[[ INPUT FOR THIS TASK, beginning ]]

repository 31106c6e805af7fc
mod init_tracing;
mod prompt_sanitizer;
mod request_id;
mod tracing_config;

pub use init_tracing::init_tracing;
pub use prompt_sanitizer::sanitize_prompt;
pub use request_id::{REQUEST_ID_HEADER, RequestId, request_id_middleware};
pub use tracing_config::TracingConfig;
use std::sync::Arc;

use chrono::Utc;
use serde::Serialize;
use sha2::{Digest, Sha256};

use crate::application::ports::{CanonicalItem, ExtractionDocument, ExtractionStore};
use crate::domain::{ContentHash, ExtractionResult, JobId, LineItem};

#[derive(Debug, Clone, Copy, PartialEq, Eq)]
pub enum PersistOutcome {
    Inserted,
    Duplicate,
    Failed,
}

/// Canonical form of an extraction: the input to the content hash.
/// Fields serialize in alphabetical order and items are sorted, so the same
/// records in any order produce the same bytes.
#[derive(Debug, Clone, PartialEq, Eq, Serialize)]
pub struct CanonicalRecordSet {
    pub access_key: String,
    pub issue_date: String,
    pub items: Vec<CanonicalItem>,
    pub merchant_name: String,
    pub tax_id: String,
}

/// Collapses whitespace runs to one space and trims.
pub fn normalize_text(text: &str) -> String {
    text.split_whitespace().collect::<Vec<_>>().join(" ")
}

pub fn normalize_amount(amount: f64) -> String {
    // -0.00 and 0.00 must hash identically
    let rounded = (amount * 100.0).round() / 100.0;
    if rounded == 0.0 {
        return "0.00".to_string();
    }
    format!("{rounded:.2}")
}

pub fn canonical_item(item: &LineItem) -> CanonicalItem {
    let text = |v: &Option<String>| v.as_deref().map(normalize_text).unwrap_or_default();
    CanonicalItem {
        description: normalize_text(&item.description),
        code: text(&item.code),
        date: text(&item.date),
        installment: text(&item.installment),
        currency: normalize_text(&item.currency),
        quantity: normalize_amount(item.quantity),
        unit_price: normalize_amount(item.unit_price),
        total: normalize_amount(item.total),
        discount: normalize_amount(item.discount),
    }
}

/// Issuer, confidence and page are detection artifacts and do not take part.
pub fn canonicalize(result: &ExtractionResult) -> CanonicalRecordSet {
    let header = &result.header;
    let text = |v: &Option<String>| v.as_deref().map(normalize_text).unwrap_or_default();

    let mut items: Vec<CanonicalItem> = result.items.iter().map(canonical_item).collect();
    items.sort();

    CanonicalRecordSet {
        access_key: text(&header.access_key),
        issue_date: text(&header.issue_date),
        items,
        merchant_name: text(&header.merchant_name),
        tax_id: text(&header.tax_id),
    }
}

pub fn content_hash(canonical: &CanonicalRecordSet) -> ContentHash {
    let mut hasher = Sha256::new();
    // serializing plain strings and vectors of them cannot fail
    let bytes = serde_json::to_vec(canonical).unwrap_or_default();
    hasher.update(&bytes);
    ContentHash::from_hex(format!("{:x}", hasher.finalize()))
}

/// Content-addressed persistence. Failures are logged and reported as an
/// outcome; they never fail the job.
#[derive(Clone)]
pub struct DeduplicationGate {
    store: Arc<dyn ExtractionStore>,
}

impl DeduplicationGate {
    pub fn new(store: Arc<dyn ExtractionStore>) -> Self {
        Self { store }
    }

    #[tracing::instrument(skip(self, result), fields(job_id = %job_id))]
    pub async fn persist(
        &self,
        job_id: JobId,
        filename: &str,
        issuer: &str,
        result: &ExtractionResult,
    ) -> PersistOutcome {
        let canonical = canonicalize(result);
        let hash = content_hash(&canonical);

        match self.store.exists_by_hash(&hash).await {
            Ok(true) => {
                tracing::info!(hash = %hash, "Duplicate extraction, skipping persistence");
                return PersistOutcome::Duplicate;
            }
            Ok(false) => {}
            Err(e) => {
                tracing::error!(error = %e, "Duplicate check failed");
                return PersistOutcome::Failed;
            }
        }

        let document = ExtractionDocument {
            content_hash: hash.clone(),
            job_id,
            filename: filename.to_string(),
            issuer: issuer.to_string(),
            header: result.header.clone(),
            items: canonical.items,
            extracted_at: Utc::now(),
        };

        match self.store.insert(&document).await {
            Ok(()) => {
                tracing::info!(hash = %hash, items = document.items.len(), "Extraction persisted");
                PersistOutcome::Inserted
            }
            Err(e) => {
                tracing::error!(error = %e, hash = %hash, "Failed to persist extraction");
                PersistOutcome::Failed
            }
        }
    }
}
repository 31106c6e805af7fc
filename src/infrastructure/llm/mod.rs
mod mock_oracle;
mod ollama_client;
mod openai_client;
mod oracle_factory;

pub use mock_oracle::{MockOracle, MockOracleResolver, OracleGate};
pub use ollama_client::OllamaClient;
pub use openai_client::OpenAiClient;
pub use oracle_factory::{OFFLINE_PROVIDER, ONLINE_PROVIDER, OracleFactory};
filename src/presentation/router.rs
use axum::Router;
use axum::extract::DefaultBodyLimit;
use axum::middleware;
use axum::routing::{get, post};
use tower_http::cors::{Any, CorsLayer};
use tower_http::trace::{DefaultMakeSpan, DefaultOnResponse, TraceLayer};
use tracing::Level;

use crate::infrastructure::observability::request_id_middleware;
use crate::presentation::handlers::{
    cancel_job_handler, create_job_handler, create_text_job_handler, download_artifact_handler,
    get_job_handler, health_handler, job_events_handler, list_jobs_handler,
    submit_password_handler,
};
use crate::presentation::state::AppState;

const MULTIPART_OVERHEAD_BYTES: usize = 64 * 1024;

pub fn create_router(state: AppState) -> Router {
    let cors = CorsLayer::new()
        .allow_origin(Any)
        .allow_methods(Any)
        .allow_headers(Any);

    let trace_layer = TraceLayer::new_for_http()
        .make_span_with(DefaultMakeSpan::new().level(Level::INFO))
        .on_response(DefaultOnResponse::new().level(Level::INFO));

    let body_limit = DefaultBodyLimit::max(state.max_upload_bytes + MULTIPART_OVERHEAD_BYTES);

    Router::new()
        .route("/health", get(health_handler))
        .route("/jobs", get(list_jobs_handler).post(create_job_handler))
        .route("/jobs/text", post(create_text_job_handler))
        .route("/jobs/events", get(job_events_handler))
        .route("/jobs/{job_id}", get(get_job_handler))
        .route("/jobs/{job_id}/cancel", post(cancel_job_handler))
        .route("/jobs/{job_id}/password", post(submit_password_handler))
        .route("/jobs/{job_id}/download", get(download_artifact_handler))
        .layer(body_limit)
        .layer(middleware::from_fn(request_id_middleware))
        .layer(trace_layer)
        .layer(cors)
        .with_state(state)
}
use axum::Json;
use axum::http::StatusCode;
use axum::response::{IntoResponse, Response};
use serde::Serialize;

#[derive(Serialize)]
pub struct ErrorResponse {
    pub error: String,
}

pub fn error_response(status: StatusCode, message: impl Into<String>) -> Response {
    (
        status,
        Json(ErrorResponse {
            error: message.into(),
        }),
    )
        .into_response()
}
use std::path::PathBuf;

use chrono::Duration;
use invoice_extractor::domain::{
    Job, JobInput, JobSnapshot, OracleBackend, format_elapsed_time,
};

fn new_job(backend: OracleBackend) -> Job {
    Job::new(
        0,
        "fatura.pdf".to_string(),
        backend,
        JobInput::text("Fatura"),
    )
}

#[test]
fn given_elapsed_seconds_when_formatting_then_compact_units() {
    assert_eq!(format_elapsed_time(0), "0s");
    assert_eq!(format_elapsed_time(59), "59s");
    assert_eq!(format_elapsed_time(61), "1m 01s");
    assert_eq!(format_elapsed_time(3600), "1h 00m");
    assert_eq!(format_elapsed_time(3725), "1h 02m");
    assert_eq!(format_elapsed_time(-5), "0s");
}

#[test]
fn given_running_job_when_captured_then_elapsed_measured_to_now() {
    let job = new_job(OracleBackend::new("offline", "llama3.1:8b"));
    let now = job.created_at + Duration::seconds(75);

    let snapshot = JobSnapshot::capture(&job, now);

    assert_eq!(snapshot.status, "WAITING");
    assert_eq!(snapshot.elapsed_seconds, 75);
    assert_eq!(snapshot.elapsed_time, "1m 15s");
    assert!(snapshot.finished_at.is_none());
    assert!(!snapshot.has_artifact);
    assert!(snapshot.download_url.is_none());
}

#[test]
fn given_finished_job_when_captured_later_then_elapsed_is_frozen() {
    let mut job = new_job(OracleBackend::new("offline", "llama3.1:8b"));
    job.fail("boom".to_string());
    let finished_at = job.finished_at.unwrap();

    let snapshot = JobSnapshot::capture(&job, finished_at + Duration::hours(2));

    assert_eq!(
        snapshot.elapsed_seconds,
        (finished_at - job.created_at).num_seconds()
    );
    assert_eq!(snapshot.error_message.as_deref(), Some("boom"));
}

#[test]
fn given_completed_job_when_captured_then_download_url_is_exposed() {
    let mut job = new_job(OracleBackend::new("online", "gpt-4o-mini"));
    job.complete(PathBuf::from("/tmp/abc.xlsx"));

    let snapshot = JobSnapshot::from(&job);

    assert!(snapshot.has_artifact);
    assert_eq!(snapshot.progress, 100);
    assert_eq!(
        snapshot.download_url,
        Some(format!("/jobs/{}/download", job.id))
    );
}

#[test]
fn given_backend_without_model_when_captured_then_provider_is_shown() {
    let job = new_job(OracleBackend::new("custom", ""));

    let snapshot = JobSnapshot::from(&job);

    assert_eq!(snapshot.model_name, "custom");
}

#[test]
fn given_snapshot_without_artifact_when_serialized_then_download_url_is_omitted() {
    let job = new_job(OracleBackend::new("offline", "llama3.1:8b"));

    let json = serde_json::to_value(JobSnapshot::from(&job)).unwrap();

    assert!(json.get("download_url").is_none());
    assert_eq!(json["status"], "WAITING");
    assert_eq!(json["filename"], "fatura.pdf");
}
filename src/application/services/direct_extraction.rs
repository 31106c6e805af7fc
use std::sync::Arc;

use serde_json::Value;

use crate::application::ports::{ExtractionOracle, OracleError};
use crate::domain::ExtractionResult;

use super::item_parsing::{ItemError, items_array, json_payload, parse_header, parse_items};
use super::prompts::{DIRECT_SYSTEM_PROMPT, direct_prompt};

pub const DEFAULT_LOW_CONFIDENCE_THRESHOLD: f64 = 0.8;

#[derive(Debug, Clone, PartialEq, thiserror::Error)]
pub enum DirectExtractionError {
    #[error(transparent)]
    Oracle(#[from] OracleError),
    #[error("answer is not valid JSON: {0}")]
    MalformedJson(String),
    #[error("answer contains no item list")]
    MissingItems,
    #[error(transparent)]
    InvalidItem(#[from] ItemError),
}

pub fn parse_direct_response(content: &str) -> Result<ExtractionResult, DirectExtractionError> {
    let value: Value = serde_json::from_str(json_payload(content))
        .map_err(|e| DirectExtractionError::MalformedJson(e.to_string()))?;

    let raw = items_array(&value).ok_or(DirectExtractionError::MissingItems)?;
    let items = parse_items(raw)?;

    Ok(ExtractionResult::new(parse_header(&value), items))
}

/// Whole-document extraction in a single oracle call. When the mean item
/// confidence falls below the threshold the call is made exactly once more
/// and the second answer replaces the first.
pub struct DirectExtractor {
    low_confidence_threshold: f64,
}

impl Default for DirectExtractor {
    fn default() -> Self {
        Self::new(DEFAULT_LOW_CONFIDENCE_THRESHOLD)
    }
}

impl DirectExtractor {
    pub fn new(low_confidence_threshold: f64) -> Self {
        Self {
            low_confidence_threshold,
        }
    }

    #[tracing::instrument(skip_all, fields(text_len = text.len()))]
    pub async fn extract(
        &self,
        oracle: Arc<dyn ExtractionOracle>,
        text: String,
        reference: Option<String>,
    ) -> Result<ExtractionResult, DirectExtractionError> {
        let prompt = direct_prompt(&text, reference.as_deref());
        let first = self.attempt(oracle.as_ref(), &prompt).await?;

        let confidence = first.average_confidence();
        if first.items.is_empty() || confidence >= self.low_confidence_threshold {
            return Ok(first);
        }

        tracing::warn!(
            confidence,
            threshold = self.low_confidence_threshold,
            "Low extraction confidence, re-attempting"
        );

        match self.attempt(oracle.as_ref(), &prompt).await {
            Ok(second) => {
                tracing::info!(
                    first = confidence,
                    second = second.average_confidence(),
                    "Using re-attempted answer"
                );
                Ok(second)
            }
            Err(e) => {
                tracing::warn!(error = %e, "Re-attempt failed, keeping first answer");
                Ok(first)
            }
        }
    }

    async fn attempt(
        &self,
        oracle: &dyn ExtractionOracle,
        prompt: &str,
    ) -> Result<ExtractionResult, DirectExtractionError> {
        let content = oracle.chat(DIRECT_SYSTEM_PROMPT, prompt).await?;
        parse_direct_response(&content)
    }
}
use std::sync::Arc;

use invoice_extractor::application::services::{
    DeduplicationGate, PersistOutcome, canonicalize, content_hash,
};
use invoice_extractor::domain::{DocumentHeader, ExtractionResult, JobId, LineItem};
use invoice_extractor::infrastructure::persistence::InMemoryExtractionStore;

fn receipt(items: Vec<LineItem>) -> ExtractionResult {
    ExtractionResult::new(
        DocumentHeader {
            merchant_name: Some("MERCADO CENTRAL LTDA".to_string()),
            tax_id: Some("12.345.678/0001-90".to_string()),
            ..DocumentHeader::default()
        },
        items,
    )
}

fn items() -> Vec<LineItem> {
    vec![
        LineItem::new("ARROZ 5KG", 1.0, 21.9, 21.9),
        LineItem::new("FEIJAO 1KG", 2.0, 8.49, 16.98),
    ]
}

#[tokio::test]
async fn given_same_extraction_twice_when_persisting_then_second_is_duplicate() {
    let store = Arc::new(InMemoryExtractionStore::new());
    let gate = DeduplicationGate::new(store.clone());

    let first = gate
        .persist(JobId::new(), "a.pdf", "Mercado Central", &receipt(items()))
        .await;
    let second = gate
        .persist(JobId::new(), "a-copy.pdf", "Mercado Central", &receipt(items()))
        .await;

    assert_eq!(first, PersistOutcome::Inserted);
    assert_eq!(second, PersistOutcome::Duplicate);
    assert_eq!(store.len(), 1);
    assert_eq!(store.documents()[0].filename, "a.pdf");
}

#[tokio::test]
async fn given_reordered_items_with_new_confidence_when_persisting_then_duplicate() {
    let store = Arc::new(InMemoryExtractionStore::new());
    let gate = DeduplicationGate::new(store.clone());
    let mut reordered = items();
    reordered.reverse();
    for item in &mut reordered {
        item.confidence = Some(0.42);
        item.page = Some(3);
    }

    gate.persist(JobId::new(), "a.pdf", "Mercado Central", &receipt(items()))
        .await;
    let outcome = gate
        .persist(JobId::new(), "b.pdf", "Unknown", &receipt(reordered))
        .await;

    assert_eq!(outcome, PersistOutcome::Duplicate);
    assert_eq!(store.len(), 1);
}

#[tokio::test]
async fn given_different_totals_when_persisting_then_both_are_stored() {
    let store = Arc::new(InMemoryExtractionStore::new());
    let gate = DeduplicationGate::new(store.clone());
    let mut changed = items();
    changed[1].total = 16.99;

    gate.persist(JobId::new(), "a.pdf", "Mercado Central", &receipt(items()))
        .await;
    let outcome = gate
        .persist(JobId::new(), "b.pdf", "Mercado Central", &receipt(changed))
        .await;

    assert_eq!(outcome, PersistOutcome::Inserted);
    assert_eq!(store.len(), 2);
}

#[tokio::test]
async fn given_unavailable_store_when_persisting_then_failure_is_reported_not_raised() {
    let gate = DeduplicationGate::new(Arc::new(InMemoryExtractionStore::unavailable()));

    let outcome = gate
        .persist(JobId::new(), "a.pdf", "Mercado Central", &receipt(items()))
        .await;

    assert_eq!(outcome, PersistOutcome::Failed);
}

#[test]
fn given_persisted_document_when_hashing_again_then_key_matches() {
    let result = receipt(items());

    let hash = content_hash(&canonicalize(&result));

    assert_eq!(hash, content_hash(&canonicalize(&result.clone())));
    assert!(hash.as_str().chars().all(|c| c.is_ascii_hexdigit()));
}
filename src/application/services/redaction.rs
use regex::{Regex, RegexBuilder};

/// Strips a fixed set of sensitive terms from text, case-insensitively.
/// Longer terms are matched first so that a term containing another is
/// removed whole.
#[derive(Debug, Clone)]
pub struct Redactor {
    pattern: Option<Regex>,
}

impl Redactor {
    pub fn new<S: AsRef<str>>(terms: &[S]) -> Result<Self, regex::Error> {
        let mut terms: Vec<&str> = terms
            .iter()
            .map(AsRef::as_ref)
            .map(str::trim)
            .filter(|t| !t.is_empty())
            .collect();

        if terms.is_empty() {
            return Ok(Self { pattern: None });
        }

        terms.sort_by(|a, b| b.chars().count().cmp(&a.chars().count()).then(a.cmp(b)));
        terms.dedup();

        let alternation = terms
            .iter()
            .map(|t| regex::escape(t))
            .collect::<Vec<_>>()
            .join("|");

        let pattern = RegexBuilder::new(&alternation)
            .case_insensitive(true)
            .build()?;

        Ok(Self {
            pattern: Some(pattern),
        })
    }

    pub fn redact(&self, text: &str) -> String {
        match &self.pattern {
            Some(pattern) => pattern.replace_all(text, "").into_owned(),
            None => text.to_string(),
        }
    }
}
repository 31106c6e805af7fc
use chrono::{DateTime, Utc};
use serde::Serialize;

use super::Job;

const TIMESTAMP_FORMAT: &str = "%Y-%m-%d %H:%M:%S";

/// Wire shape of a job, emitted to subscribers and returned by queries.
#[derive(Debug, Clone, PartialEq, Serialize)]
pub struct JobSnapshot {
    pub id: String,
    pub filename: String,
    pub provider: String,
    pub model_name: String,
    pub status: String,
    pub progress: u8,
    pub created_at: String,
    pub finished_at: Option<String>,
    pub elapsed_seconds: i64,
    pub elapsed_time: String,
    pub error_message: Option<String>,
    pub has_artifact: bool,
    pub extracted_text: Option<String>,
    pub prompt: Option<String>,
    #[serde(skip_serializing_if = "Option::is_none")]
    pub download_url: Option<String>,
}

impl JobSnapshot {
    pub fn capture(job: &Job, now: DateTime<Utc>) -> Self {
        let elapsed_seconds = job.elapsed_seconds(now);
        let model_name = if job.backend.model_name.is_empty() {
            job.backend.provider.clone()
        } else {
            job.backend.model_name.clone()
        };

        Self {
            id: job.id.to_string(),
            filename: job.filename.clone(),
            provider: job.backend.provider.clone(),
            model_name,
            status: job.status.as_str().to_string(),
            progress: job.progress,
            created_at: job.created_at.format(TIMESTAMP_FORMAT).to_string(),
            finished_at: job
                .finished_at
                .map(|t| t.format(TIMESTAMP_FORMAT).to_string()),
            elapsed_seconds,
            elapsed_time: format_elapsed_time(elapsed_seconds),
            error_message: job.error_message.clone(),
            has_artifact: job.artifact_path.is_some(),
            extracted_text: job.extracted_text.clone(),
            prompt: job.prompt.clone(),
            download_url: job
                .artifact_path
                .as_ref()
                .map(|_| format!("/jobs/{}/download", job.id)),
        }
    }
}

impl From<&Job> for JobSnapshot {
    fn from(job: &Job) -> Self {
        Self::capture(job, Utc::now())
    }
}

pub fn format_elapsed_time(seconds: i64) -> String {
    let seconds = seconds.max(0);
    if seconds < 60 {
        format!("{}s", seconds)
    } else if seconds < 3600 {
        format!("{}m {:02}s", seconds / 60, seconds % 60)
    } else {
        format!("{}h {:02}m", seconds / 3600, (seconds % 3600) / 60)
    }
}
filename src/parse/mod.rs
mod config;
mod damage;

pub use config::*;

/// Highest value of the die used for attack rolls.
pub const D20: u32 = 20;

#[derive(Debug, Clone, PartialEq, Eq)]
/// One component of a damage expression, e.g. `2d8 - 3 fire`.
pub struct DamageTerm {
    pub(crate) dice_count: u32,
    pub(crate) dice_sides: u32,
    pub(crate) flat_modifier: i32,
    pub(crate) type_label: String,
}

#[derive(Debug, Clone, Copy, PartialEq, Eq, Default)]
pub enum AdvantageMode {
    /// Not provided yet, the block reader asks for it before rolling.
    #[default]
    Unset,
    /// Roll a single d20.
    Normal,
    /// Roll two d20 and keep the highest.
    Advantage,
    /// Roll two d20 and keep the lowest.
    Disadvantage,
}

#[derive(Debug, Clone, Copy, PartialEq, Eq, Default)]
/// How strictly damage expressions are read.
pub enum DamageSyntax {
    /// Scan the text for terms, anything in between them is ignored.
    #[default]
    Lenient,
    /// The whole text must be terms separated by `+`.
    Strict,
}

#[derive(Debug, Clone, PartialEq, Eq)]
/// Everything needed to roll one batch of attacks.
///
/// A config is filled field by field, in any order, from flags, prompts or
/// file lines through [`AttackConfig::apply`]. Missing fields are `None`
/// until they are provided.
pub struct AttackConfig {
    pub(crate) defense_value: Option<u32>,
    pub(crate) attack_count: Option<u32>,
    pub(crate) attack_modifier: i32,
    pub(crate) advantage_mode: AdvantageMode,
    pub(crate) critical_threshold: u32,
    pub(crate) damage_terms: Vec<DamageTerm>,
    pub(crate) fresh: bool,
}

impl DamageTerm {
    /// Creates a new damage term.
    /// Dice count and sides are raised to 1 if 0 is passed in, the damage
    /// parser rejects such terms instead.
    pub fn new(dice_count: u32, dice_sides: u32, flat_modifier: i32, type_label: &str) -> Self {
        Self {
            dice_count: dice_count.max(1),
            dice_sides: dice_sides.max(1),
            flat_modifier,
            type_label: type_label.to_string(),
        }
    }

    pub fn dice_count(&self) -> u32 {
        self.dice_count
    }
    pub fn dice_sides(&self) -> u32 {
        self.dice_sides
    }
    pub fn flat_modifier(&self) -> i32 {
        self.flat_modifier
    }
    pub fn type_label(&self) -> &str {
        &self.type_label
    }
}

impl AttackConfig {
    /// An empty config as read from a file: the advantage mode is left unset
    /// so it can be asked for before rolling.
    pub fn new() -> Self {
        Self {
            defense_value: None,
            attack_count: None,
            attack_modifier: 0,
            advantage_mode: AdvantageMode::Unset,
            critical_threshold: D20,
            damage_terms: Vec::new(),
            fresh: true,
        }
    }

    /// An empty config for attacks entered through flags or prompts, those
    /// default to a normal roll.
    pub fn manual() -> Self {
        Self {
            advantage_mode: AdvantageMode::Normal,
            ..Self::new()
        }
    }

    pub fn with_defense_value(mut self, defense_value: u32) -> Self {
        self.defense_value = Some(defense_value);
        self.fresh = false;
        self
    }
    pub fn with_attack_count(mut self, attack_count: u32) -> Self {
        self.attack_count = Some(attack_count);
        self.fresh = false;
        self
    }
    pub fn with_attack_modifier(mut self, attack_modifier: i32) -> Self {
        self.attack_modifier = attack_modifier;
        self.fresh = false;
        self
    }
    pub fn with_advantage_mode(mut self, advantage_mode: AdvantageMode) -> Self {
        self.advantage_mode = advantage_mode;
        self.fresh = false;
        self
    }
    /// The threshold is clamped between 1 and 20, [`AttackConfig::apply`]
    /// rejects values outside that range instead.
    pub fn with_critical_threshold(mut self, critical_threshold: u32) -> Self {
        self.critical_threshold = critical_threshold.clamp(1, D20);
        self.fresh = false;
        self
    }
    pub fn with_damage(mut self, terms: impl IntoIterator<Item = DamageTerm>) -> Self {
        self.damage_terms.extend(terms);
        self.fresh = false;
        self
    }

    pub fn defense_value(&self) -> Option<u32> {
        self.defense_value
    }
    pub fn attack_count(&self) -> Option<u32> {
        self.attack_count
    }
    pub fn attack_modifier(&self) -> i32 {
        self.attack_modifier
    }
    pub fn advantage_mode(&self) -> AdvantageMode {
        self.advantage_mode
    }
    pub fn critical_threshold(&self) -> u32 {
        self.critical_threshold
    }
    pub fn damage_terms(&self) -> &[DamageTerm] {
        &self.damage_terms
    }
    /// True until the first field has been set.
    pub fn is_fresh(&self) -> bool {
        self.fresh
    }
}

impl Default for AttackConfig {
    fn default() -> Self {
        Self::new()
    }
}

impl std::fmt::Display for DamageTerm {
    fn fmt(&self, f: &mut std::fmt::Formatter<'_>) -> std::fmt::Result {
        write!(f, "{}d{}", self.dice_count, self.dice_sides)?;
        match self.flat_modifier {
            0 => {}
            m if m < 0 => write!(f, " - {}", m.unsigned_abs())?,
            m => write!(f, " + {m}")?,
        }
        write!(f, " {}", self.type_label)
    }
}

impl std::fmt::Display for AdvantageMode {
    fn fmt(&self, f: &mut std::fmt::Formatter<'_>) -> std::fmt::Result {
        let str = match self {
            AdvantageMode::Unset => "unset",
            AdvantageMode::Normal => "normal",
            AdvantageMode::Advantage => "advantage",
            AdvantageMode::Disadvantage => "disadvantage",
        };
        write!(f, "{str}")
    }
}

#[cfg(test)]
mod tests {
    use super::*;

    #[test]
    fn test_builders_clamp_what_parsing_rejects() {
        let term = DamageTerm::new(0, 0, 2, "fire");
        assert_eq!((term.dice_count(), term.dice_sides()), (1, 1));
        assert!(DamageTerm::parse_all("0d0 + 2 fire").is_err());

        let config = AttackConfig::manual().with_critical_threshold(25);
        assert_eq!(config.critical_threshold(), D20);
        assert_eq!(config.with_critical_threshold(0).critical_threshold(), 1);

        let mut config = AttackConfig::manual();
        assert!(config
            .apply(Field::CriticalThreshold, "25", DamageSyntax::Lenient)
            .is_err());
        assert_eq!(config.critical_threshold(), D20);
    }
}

[[ INPUT FOR THIS TASK, end ]]

§ **ASSIGNMENT**: Every line holding the word "presentation" should be copied out of the material.

§ **SOLUTION BELOW**:
filename src/presentation/router.rs
use crate::presentation::handlers::{
use crate::presentation::state::AppState;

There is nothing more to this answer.